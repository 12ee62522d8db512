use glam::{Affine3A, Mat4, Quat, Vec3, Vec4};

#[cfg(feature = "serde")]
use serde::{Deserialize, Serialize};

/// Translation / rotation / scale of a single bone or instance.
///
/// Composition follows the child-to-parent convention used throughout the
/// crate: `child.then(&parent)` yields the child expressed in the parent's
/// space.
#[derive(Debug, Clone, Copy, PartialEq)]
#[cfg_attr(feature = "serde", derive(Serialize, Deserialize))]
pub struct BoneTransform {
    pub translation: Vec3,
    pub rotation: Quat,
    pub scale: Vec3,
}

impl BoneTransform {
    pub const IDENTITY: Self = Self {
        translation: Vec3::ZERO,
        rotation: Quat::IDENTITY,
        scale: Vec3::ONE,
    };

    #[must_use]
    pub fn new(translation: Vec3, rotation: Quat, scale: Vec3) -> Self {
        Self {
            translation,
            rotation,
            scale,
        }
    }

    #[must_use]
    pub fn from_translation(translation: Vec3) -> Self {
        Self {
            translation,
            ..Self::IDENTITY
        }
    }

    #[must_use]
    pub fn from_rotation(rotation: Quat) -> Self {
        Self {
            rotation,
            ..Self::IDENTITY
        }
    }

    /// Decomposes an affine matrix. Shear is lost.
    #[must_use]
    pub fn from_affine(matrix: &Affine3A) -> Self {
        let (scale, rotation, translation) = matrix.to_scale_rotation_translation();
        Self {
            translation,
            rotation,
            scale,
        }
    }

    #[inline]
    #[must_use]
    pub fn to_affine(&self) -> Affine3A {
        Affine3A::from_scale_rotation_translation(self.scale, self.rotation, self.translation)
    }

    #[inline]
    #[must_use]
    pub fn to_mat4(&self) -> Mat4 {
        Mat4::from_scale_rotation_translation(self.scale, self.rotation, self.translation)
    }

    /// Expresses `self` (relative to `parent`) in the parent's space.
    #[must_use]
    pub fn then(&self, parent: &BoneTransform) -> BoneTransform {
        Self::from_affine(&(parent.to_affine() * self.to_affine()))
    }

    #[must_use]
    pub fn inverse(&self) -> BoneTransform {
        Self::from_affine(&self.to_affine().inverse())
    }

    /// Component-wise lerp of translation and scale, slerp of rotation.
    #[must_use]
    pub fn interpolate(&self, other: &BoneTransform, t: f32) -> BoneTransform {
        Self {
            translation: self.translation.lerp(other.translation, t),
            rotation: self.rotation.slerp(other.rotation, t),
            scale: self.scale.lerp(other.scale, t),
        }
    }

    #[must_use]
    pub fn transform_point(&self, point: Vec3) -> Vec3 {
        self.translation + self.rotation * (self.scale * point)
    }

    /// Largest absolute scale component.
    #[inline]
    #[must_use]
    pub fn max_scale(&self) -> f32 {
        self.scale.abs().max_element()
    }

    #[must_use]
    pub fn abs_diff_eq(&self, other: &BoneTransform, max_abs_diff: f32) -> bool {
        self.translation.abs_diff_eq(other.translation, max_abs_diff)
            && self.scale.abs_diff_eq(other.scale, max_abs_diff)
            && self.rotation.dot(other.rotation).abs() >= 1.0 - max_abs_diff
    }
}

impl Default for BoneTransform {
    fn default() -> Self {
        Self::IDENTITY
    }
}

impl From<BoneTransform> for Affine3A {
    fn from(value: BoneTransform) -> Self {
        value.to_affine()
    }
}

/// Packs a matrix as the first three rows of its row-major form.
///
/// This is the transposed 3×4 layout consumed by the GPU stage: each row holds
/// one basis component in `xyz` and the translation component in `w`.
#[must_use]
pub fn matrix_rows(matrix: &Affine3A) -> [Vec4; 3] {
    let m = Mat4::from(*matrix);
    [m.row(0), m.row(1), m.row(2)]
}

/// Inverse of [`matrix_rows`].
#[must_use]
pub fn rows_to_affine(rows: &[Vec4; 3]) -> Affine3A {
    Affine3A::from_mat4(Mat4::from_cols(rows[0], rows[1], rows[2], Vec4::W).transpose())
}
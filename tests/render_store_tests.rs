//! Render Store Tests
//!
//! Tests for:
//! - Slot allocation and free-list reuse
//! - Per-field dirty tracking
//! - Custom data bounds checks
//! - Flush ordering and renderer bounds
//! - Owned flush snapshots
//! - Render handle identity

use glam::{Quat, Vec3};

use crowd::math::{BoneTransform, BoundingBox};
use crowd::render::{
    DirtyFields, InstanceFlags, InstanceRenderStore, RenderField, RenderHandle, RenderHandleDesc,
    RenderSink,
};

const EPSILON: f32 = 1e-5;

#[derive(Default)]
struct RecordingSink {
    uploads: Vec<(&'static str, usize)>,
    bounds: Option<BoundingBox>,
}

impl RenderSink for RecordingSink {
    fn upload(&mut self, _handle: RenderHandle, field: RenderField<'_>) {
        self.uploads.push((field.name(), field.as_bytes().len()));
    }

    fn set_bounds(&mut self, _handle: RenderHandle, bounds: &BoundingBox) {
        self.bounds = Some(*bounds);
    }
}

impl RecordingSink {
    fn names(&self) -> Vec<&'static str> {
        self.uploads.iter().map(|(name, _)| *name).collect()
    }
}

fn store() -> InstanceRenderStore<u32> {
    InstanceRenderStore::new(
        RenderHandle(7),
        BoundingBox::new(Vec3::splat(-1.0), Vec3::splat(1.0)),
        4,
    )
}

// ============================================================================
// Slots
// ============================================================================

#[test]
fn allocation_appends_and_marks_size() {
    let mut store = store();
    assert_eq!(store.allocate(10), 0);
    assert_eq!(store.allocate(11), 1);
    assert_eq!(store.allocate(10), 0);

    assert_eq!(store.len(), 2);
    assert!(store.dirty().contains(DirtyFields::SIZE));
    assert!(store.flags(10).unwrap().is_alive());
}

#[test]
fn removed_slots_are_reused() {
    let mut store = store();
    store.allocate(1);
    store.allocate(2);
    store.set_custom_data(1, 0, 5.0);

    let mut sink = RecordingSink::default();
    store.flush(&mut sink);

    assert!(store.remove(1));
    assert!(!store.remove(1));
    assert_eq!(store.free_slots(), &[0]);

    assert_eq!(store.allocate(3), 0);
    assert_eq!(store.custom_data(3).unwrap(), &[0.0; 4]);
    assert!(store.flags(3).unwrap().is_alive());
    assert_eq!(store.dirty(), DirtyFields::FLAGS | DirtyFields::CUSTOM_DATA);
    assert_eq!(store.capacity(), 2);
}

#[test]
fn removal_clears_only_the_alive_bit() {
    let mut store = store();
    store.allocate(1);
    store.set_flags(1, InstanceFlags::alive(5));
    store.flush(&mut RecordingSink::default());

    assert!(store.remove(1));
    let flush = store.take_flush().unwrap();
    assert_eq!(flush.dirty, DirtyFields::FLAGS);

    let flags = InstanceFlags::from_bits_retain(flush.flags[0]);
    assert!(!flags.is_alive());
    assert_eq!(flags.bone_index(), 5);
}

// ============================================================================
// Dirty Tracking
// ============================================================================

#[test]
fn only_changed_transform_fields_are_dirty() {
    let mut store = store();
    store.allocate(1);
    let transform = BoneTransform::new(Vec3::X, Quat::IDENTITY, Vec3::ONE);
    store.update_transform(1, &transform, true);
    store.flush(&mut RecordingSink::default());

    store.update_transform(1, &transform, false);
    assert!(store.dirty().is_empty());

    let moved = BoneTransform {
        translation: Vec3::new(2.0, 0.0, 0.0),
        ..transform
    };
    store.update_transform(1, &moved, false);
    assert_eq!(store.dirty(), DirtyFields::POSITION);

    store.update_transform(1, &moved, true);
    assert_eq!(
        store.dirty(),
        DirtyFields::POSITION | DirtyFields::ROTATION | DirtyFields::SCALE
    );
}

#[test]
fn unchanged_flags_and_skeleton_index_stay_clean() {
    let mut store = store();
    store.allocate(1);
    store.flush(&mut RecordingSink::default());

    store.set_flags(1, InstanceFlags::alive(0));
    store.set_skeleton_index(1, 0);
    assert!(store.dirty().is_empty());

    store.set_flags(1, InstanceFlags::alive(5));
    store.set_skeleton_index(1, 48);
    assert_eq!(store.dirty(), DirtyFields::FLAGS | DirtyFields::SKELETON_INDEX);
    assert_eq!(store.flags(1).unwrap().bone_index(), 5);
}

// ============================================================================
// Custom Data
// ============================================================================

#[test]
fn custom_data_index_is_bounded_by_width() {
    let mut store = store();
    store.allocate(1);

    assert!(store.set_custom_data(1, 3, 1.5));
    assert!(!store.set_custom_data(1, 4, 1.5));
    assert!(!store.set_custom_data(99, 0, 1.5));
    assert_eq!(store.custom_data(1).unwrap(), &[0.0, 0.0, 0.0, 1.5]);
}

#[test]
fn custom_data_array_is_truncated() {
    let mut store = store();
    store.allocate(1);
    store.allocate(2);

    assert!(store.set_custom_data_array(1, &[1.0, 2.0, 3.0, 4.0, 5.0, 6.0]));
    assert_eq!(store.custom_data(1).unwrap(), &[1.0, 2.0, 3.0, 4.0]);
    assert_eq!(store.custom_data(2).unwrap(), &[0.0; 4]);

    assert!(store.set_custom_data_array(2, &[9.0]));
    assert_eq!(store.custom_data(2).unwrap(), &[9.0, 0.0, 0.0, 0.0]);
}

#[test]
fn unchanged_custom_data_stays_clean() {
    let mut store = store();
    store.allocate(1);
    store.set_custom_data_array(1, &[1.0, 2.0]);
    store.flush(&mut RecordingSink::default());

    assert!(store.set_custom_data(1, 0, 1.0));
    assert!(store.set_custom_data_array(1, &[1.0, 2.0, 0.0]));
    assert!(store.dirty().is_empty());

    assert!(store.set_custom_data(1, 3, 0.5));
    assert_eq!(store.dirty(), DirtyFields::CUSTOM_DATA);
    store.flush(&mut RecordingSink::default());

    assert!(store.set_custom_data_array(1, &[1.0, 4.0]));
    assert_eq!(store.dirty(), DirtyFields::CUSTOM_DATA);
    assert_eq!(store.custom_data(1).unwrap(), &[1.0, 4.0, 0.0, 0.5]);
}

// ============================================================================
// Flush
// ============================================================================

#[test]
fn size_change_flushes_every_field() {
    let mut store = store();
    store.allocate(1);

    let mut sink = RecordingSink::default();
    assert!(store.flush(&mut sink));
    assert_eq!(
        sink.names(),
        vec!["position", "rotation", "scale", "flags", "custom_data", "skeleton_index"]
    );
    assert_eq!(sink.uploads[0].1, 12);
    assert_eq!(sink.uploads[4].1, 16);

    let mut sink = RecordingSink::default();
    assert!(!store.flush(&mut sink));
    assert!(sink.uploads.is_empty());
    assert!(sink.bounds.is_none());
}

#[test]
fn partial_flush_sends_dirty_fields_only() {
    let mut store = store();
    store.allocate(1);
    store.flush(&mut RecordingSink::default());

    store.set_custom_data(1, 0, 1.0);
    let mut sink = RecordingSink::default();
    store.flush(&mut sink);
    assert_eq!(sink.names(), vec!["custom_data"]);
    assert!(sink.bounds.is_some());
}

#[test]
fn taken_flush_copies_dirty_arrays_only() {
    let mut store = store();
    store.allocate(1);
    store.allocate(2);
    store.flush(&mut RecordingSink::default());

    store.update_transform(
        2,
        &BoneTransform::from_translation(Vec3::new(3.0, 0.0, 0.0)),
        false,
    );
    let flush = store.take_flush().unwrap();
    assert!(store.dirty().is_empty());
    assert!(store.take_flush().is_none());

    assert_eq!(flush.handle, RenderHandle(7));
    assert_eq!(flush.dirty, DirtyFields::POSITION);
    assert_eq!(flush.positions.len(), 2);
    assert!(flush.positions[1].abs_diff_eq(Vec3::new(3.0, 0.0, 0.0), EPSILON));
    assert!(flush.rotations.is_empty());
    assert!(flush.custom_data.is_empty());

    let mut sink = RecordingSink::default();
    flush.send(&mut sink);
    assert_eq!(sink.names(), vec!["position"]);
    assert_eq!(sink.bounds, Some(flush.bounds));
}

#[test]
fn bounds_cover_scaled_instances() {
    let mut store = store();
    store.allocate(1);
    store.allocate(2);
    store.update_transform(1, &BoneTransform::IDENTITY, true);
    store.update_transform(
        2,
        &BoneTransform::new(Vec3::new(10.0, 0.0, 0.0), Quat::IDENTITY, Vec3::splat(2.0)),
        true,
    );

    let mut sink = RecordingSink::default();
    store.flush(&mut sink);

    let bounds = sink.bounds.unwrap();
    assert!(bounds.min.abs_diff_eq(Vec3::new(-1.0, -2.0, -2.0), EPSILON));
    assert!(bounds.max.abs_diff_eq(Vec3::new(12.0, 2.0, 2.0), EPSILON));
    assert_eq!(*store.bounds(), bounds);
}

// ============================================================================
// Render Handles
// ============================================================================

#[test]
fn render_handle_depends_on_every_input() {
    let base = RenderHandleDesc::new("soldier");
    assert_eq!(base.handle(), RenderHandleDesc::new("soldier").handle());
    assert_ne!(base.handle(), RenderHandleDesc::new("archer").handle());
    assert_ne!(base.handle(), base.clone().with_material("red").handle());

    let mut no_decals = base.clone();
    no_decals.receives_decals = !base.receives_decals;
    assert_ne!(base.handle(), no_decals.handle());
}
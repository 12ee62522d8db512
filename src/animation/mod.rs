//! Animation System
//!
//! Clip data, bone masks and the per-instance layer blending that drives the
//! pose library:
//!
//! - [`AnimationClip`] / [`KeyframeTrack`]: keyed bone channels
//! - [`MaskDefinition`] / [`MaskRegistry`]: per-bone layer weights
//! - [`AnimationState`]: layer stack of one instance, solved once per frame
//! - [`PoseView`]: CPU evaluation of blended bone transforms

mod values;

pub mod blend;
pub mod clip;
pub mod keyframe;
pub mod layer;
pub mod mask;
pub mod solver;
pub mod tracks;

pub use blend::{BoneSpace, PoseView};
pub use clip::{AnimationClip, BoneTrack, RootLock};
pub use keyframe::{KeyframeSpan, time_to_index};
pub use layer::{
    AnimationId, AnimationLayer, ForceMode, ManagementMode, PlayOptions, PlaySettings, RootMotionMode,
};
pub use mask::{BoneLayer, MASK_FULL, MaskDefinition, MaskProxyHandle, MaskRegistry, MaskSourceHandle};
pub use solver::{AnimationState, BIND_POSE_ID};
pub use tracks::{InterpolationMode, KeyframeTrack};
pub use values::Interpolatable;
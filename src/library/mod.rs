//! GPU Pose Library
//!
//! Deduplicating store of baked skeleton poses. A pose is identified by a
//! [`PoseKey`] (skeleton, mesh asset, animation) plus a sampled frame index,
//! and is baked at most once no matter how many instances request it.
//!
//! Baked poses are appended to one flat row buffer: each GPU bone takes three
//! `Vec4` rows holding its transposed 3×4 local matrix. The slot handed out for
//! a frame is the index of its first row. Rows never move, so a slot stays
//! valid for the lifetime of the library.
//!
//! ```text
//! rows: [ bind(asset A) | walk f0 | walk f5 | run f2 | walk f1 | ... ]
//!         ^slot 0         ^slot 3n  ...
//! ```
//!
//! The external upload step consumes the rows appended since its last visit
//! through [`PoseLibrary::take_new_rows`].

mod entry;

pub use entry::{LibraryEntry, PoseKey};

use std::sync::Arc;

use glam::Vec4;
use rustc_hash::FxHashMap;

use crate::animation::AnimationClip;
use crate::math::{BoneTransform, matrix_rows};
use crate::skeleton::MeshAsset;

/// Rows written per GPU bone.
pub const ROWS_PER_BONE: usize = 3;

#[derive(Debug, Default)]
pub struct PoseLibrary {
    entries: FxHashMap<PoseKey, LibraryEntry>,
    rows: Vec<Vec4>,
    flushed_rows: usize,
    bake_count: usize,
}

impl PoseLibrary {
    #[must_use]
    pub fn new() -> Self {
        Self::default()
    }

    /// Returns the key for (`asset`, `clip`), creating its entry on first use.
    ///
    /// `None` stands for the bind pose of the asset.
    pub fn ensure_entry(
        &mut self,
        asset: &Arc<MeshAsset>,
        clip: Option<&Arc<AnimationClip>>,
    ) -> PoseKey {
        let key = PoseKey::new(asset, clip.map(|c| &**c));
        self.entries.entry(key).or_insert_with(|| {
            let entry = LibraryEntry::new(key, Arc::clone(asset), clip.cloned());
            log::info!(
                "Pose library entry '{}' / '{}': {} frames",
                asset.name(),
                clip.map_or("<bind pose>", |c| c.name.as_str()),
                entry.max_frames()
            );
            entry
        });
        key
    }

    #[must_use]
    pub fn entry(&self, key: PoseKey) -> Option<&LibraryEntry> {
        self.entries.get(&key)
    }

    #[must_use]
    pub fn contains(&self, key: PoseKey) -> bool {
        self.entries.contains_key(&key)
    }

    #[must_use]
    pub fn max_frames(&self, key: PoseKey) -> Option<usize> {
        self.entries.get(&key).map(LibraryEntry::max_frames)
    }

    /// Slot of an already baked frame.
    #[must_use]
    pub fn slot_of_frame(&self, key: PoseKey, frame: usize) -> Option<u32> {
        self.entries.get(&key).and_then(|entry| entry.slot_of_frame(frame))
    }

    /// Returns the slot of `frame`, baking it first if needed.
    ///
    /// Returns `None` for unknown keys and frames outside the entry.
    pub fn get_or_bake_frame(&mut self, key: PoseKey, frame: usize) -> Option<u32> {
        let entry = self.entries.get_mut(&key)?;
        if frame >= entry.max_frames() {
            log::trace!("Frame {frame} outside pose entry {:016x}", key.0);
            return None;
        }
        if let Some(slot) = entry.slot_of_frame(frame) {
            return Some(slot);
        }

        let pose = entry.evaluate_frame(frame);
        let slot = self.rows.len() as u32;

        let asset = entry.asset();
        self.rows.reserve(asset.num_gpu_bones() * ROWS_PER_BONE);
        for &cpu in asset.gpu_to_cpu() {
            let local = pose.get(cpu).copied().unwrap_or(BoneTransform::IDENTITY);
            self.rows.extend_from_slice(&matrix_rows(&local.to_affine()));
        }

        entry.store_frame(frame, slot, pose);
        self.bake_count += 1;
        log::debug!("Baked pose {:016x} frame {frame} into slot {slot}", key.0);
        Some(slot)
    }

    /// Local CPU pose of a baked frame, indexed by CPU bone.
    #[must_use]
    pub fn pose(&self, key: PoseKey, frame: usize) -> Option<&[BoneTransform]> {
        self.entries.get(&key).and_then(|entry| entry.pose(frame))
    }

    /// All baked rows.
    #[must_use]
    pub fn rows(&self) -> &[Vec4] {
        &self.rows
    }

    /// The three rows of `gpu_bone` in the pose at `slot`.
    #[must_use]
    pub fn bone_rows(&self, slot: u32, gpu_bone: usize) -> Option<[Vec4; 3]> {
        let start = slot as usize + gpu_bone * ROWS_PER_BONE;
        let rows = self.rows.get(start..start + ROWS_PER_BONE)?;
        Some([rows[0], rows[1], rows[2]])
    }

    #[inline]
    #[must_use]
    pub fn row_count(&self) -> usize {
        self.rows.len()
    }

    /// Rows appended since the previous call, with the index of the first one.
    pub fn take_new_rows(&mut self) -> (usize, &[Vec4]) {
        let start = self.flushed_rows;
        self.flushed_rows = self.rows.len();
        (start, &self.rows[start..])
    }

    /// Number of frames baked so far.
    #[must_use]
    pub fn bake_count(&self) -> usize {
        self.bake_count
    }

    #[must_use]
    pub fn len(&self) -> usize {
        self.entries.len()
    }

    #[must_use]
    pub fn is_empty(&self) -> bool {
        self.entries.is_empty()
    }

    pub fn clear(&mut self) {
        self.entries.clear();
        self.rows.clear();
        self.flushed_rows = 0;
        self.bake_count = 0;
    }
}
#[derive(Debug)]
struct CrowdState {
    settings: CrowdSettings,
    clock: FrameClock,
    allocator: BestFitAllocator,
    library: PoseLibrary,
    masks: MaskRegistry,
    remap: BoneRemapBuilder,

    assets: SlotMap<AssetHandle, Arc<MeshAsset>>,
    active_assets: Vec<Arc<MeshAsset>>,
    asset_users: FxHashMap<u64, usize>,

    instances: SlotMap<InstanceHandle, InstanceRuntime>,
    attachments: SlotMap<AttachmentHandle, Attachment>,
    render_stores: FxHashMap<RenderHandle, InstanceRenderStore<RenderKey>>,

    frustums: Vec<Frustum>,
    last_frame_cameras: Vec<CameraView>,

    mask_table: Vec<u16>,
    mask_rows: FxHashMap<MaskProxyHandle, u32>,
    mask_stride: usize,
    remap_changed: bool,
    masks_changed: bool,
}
════════════════
If a line in the records above has the word "RenderHandleDesc", copy it.

* EXERCISE OUTPUT:
    DirtyFields, InstanceFlags, InstanceRenderStore, RenderField, RenderHandle, RenderHandleDesc,
    let base = RenderHandleDesc::new("soldier");
    assert_eq!(base.handle(), RenderHandleDesc::new("soldier").handle());
    assert_ne!(base.handle(), RenderHandleDesc::new("archer").handle());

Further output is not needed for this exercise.